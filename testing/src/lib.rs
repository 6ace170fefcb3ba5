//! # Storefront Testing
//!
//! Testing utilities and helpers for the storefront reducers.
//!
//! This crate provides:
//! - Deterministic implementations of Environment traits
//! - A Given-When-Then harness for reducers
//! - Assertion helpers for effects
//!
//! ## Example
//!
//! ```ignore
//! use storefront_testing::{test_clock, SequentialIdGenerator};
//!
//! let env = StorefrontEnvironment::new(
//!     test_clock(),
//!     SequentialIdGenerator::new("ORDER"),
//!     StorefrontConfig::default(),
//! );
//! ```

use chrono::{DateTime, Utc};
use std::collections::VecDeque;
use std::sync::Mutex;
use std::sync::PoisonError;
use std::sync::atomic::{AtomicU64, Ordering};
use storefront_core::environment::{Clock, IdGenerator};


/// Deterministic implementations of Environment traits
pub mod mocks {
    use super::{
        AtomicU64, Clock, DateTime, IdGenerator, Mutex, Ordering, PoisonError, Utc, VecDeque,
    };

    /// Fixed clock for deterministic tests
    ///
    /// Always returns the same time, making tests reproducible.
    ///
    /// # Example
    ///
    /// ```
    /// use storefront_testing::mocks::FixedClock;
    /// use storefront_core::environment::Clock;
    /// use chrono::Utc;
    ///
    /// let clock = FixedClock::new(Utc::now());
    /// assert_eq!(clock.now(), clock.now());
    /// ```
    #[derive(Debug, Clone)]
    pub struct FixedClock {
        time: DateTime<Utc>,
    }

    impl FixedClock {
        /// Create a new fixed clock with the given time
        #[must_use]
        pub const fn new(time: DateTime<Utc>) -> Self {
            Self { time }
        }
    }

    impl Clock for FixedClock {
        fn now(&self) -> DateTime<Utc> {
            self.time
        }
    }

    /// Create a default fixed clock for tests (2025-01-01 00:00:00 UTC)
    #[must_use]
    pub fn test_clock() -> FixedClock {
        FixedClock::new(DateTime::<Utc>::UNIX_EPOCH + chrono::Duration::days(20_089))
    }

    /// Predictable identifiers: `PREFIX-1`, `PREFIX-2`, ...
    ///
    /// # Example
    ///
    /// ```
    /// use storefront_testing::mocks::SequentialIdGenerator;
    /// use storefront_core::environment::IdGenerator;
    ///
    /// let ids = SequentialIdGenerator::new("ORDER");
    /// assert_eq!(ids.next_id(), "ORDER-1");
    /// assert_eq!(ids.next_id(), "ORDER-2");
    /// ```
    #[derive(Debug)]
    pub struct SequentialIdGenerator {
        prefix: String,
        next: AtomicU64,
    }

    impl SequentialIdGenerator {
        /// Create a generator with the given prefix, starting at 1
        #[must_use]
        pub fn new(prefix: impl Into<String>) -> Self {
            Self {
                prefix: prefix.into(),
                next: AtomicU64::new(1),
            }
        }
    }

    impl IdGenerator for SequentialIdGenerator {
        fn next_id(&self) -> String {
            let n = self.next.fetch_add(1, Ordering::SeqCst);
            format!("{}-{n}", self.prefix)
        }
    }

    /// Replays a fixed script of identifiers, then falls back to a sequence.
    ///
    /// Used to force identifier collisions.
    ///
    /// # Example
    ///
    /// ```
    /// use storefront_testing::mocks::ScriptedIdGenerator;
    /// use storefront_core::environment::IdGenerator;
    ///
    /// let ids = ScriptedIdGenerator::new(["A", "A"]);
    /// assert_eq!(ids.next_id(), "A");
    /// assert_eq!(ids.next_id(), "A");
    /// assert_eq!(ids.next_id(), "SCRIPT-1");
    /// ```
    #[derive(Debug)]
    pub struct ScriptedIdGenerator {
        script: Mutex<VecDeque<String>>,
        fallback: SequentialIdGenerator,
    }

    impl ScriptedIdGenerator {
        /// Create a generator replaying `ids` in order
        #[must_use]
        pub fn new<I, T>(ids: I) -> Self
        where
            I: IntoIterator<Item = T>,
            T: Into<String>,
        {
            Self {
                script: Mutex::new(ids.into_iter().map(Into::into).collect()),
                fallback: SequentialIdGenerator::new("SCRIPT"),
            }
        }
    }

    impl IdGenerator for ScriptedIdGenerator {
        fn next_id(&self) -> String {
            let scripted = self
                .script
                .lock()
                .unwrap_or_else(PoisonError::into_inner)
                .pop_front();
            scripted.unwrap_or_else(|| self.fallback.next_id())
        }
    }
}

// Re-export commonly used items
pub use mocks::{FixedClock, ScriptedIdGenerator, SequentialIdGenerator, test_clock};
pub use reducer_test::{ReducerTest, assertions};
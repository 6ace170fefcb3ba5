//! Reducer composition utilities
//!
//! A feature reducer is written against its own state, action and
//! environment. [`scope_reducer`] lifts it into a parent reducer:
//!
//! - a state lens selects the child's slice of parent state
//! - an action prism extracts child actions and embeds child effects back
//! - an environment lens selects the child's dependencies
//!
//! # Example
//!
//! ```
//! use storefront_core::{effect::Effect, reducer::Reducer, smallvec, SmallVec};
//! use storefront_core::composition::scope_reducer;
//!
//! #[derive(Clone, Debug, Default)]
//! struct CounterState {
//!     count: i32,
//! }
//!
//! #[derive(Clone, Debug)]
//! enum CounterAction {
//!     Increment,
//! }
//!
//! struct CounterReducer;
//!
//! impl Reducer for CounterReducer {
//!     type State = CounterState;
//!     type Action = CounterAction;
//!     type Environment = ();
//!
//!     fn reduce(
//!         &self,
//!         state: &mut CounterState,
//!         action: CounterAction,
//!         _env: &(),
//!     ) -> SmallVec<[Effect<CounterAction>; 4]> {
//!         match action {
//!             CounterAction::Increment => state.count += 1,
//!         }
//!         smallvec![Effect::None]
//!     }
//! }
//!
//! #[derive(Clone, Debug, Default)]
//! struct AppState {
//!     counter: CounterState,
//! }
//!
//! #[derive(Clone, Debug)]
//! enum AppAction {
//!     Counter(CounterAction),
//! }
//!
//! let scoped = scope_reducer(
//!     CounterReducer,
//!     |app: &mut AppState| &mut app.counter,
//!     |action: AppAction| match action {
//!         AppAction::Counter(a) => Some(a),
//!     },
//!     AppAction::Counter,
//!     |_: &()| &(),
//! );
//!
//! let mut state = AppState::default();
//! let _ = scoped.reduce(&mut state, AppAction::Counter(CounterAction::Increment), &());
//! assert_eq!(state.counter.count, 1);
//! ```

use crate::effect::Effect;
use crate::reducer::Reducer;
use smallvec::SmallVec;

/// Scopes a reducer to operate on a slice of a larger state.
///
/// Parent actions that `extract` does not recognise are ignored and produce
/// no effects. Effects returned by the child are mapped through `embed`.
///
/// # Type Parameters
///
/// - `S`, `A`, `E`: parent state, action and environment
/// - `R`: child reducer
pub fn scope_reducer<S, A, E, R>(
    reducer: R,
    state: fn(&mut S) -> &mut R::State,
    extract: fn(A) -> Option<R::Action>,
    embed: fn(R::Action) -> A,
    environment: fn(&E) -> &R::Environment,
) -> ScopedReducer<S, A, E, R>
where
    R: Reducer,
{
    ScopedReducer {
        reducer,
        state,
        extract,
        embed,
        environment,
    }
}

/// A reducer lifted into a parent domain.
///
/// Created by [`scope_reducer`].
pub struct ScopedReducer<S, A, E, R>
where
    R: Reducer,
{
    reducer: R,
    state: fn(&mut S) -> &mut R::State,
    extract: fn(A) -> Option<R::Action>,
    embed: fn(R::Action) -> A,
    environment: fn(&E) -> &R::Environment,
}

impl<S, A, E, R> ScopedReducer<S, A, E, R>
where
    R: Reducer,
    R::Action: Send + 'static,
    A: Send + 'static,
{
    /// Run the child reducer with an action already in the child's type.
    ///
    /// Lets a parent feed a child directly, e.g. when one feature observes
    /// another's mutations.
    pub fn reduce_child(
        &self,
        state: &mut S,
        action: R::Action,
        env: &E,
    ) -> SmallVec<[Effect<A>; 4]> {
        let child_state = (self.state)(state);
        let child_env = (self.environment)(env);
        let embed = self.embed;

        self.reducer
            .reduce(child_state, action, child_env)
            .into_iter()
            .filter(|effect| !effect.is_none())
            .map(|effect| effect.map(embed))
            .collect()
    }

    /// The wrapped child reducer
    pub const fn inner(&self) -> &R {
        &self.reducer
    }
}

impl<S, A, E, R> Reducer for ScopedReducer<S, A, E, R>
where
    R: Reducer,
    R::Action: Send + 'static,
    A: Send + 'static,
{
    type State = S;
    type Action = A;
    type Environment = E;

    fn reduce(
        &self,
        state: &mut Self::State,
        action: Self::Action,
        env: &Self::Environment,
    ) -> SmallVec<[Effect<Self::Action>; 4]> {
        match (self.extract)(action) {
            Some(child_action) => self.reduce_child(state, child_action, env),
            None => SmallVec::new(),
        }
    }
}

──────────────────────────────

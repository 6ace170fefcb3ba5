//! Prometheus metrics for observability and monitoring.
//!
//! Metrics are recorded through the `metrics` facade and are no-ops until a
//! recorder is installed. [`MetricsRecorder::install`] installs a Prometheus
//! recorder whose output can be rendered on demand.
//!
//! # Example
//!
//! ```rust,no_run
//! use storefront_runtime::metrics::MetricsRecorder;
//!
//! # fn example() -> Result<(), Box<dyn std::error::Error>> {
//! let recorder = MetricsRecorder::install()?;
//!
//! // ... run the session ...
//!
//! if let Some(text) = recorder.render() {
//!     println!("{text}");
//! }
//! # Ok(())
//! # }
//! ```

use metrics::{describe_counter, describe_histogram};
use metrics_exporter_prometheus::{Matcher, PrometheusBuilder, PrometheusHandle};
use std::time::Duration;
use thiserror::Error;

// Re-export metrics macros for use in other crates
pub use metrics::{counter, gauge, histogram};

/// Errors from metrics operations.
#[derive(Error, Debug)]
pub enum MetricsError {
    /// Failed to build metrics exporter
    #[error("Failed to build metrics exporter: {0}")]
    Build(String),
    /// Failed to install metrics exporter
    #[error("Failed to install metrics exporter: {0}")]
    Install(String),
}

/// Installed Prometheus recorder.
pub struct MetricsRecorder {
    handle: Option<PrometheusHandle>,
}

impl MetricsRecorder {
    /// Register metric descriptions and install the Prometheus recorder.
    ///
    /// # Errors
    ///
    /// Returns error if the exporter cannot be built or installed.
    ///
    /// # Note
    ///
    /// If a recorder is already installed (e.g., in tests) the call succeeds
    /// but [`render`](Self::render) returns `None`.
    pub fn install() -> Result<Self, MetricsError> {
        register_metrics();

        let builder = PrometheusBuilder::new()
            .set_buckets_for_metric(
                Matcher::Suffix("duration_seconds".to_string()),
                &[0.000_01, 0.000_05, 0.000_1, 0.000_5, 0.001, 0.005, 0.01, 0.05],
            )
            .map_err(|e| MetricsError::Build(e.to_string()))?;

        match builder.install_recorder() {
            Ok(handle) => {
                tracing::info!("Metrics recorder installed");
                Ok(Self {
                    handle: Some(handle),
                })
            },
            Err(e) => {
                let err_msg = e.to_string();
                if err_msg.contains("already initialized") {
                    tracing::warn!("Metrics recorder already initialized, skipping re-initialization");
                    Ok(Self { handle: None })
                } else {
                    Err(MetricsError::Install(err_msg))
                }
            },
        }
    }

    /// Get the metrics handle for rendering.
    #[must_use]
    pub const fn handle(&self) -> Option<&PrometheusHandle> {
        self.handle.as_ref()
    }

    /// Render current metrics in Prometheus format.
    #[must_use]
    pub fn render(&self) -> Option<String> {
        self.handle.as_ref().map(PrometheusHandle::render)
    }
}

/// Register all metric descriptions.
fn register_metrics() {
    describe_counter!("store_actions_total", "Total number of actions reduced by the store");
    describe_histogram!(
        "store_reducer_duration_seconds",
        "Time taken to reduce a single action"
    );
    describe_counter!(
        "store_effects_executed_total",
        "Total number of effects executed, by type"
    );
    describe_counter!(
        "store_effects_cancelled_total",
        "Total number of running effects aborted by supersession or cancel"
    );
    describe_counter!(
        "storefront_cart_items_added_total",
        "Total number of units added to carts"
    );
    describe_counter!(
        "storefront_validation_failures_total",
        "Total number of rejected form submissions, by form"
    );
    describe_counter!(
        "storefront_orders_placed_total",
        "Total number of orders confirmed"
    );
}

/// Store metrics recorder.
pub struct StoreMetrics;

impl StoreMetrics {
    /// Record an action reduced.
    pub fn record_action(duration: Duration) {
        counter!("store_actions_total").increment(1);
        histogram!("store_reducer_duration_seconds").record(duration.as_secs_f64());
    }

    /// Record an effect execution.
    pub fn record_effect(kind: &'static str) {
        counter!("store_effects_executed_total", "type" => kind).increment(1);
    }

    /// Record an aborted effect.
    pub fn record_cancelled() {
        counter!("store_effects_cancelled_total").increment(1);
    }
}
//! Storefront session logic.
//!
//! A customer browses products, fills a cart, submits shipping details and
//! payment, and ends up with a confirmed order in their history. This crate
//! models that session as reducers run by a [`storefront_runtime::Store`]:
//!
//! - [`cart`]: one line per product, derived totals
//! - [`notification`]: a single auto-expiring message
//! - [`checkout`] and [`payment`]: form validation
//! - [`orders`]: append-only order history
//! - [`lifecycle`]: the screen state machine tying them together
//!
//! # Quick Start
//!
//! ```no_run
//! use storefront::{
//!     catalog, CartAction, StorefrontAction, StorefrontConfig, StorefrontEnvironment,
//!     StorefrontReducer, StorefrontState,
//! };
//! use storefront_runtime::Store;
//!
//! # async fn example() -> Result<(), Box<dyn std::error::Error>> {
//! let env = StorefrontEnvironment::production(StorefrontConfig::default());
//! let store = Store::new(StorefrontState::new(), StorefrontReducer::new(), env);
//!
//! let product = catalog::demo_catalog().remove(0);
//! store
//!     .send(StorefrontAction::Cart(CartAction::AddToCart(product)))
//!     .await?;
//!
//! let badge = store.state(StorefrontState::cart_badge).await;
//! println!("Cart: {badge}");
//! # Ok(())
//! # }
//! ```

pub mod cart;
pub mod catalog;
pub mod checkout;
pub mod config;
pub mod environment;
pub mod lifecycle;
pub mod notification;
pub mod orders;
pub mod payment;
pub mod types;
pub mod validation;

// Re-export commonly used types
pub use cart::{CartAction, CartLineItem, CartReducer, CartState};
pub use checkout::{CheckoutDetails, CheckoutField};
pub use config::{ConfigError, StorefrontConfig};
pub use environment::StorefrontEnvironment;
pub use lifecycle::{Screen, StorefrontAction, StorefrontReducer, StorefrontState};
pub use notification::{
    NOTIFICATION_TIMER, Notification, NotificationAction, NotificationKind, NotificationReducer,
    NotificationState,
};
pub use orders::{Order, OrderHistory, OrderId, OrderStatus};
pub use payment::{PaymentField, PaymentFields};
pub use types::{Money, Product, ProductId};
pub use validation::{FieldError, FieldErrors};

──────────────────────────────

__Task item__
All lines in the listing above that contain "confirmed" should be shown.

__Output for this task__
        "Total number of orders confirmed"
//! payment, and ends up with a confirmed order in their history. This crate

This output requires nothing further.